▶ **Task to complete**: Check each line of the data below for the word "variable", then extract the ones that have it.

══════════

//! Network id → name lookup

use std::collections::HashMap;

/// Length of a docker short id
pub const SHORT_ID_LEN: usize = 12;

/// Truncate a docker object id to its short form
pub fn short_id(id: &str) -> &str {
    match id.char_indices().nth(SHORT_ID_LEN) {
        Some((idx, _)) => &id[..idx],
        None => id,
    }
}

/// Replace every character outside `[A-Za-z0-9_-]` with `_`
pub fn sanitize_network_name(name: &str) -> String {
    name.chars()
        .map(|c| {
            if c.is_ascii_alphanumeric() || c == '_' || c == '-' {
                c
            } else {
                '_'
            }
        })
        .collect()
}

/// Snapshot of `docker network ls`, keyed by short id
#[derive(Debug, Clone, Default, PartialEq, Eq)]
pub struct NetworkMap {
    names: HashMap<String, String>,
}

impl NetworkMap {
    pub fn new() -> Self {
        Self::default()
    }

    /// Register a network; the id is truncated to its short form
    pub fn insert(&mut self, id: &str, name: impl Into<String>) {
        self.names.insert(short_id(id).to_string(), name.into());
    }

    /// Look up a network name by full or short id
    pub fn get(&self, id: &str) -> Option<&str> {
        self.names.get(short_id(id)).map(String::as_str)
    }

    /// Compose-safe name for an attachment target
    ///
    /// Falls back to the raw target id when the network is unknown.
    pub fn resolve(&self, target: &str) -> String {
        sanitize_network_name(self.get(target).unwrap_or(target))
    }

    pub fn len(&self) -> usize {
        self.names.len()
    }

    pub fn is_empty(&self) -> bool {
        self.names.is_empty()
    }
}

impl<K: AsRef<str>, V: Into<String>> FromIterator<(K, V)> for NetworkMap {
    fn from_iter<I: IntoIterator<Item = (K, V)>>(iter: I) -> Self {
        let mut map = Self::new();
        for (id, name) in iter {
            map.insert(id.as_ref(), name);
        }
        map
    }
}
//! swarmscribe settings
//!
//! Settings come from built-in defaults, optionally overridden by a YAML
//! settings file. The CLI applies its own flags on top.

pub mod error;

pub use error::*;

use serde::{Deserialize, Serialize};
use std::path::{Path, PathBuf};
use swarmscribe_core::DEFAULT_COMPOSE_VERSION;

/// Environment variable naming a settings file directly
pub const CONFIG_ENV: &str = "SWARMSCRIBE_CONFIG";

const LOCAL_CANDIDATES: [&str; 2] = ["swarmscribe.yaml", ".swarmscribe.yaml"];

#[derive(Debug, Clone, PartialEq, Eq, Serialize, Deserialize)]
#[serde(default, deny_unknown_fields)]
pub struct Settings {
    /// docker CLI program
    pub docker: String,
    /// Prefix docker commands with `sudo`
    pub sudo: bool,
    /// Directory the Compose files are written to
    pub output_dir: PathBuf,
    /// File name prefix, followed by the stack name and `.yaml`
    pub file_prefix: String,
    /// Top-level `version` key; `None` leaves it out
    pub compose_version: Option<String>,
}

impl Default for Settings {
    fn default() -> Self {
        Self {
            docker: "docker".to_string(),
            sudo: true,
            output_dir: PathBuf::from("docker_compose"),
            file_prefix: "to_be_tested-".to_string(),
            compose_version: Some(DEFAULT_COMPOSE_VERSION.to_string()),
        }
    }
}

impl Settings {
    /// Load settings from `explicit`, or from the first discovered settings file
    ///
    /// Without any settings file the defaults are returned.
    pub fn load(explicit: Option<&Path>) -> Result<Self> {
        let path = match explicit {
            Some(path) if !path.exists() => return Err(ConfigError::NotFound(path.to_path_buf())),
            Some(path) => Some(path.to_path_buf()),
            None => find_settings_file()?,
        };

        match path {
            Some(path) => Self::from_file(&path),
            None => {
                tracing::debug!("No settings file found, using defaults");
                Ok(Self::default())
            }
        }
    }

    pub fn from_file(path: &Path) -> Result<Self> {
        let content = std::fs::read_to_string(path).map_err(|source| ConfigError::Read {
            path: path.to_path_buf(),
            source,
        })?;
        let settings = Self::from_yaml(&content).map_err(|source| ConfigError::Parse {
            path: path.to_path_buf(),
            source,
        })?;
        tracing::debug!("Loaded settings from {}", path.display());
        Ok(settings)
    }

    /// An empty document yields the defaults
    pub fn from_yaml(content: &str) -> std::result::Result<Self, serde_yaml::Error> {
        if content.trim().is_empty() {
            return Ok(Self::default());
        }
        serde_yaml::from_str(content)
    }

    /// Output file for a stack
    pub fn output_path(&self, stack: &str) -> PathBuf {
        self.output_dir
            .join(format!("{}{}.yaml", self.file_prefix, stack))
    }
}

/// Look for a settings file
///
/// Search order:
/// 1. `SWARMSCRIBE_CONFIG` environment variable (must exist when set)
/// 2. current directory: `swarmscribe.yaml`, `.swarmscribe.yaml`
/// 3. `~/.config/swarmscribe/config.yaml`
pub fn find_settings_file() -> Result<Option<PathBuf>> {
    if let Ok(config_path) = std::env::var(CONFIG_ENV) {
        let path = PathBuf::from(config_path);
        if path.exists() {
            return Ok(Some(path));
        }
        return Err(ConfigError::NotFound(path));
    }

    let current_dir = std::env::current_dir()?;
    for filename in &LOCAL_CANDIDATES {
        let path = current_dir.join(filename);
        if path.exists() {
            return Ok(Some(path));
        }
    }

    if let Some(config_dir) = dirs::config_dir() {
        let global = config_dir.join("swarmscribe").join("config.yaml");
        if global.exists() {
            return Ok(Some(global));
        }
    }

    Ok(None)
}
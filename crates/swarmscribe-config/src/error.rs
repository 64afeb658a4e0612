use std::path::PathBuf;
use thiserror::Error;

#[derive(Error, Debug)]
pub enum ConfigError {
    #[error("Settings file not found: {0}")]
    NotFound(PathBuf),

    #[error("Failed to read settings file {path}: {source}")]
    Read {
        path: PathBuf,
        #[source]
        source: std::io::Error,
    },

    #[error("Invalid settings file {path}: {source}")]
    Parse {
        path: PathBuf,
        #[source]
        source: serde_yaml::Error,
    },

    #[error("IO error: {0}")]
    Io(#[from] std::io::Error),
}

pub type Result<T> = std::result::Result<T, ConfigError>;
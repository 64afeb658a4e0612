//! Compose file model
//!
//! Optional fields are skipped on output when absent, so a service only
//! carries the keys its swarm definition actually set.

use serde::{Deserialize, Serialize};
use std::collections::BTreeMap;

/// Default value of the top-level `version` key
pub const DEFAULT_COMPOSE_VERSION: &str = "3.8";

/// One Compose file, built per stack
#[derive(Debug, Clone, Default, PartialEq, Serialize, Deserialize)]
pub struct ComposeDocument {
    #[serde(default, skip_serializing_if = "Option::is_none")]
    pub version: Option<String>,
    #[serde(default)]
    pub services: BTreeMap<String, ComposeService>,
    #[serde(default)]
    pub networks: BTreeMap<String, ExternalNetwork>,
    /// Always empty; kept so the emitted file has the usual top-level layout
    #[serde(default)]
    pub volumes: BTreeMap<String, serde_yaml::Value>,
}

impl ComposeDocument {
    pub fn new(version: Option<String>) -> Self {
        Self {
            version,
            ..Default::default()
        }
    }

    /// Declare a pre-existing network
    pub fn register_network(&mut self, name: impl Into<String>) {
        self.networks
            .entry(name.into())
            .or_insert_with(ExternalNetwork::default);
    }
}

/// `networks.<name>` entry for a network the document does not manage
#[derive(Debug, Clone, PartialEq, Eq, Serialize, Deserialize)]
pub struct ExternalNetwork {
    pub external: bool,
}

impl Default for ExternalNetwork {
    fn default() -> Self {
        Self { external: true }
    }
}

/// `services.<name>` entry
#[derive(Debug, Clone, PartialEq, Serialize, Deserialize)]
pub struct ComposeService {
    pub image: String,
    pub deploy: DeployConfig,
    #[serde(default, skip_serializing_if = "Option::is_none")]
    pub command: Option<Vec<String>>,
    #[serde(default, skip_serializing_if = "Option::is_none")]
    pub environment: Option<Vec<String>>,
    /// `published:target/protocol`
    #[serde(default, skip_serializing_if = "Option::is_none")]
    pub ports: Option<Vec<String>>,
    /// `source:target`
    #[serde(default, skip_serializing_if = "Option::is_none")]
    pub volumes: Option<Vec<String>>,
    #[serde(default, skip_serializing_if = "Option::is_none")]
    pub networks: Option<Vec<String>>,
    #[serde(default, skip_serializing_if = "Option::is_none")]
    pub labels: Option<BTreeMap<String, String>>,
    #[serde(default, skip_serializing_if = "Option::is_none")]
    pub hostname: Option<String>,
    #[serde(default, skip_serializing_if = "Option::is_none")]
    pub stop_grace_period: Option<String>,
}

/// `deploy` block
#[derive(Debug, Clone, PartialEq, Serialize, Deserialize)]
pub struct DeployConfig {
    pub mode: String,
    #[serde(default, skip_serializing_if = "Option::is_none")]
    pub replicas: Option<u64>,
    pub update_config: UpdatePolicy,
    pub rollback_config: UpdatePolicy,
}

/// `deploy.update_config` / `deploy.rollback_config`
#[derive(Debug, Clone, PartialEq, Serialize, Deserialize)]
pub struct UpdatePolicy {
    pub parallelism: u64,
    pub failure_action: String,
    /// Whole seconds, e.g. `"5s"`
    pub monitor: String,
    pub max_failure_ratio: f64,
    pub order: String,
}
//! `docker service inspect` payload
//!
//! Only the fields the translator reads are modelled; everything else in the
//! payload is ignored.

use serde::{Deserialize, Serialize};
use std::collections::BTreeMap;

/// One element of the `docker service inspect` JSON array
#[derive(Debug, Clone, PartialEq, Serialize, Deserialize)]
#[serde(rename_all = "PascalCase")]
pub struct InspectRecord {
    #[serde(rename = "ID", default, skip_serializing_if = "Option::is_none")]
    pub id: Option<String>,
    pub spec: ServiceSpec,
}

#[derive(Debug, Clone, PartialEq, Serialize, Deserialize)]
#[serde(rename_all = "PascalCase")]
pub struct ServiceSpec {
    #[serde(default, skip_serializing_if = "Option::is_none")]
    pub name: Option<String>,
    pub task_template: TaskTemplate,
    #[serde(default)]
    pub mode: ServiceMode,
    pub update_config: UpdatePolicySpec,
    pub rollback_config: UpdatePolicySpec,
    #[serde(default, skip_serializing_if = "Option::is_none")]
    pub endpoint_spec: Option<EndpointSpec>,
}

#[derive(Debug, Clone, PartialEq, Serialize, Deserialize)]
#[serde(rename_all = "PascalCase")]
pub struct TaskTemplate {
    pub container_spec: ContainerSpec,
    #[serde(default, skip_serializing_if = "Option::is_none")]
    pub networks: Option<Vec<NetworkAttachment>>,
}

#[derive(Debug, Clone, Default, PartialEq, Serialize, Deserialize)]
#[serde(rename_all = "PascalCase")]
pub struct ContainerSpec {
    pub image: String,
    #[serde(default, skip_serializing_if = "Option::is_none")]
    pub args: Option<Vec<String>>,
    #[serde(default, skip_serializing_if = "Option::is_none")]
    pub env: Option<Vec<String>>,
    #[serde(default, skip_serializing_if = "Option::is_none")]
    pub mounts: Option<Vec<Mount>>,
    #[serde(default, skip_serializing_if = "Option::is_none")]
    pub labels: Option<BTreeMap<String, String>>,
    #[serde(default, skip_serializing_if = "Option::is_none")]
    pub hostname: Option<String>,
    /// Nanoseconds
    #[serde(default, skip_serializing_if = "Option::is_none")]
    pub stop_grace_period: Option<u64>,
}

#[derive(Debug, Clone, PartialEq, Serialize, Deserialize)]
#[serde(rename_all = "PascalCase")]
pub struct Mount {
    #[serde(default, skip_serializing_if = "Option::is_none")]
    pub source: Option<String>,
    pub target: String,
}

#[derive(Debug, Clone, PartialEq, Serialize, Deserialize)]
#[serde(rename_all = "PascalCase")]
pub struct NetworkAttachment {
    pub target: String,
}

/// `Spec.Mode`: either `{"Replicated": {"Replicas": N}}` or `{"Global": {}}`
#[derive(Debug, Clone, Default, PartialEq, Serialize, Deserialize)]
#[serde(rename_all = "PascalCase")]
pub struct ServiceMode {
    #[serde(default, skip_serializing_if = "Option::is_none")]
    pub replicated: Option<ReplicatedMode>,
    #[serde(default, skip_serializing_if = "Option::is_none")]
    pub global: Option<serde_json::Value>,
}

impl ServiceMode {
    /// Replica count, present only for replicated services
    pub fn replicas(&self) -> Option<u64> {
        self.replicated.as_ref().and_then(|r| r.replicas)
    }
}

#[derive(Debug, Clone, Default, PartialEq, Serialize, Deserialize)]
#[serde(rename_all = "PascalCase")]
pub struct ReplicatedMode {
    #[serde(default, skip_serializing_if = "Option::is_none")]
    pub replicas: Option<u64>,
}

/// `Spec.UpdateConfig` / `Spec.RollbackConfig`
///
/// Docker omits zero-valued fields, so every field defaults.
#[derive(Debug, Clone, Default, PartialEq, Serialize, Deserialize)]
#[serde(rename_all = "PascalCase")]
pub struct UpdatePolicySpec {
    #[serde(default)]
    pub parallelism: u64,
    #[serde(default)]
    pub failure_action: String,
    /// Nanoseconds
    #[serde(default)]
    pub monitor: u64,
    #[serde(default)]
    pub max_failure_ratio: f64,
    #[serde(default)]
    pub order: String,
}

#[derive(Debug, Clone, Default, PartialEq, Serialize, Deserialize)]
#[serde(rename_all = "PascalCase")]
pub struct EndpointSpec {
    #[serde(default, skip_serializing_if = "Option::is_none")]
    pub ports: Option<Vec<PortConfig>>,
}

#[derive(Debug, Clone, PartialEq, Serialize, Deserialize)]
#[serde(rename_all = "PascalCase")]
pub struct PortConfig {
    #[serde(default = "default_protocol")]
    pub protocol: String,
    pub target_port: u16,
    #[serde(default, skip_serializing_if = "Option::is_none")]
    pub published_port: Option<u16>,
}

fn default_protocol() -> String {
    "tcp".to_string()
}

══════════

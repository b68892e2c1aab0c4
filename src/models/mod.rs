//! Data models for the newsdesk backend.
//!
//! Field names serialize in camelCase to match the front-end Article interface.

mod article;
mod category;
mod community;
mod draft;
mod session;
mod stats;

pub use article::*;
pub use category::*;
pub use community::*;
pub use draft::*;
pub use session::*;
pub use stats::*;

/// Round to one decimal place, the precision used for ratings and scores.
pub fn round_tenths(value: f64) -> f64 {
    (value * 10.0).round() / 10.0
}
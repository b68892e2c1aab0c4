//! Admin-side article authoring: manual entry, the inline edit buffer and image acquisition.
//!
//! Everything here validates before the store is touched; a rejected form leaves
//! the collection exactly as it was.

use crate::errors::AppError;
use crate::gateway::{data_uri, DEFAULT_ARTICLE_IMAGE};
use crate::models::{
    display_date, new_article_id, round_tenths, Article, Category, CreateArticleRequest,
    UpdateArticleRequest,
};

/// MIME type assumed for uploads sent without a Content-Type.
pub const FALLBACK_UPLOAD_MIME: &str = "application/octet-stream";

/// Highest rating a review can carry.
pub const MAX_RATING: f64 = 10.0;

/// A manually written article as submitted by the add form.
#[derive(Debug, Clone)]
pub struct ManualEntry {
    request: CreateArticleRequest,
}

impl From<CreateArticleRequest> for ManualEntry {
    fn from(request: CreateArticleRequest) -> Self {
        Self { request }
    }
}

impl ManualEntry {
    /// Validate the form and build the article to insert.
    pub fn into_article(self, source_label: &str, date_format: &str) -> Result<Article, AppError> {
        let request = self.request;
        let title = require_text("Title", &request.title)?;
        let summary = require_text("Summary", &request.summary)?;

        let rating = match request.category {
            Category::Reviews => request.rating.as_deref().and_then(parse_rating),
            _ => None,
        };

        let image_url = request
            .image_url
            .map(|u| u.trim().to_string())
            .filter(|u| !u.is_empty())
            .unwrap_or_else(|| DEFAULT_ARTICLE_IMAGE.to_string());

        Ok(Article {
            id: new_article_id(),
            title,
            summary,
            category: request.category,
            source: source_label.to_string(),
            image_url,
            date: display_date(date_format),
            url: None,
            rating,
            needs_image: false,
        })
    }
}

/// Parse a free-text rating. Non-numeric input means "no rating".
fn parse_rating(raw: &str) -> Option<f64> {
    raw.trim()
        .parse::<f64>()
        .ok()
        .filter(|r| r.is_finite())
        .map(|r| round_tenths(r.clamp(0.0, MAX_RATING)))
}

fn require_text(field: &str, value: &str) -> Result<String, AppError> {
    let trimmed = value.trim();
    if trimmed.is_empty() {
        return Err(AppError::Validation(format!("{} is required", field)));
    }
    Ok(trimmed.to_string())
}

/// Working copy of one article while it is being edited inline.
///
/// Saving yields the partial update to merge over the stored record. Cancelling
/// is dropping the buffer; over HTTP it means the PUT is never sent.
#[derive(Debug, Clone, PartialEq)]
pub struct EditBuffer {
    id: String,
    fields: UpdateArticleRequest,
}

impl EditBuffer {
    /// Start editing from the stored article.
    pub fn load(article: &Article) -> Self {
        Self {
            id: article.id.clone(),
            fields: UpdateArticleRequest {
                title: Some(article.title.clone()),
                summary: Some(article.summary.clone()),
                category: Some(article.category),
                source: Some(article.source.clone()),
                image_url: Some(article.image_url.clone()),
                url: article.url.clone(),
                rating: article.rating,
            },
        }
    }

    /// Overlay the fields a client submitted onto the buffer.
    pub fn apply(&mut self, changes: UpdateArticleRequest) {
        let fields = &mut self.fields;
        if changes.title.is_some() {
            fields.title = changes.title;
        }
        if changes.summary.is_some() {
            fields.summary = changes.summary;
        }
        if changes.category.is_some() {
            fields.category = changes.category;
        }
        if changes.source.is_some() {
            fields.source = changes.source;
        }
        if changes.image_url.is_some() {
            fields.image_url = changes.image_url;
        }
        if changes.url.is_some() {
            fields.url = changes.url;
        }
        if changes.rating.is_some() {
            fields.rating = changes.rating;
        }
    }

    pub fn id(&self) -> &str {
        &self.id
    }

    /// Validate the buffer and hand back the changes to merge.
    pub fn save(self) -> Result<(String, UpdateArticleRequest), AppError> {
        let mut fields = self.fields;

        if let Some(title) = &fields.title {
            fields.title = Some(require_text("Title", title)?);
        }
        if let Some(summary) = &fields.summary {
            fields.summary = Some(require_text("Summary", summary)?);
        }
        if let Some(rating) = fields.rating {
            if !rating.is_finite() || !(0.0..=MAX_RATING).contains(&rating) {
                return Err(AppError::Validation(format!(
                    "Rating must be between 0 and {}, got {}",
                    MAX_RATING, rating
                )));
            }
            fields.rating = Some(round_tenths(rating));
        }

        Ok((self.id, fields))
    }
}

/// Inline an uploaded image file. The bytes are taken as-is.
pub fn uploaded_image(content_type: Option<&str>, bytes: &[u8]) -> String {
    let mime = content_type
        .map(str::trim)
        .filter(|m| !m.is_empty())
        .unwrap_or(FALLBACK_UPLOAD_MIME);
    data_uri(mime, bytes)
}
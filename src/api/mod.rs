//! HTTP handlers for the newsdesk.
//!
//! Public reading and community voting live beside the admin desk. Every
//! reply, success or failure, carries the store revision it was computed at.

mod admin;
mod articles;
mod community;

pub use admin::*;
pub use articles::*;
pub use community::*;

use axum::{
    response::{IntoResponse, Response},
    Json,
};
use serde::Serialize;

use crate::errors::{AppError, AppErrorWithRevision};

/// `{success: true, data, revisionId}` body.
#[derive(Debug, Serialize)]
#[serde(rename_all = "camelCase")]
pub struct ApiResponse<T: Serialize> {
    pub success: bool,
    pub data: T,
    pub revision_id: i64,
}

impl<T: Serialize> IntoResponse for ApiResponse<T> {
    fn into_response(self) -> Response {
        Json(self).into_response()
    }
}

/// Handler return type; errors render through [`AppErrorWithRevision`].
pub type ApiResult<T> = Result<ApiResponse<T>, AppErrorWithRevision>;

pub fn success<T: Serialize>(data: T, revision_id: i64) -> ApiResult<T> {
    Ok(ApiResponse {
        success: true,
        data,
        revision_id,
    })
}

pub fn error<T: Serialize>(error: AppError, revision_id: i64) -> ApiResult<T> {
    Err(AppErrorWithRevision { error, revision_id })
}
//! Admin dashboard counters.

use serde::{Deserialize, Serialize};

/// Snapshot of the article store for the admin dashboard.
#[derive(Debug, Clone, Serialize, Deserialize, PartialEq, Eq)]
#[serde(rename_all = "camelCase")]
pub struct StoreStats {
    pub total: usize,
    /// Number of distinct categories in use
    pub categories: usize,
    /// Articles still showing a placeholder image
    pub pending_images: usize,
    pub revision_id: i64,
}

══════════

▶ **Written reply**:
/// Environment variable naming a settings file directly
/// 1. `SWARMSCRIBE_CONFIG` environment variable (must exist when set)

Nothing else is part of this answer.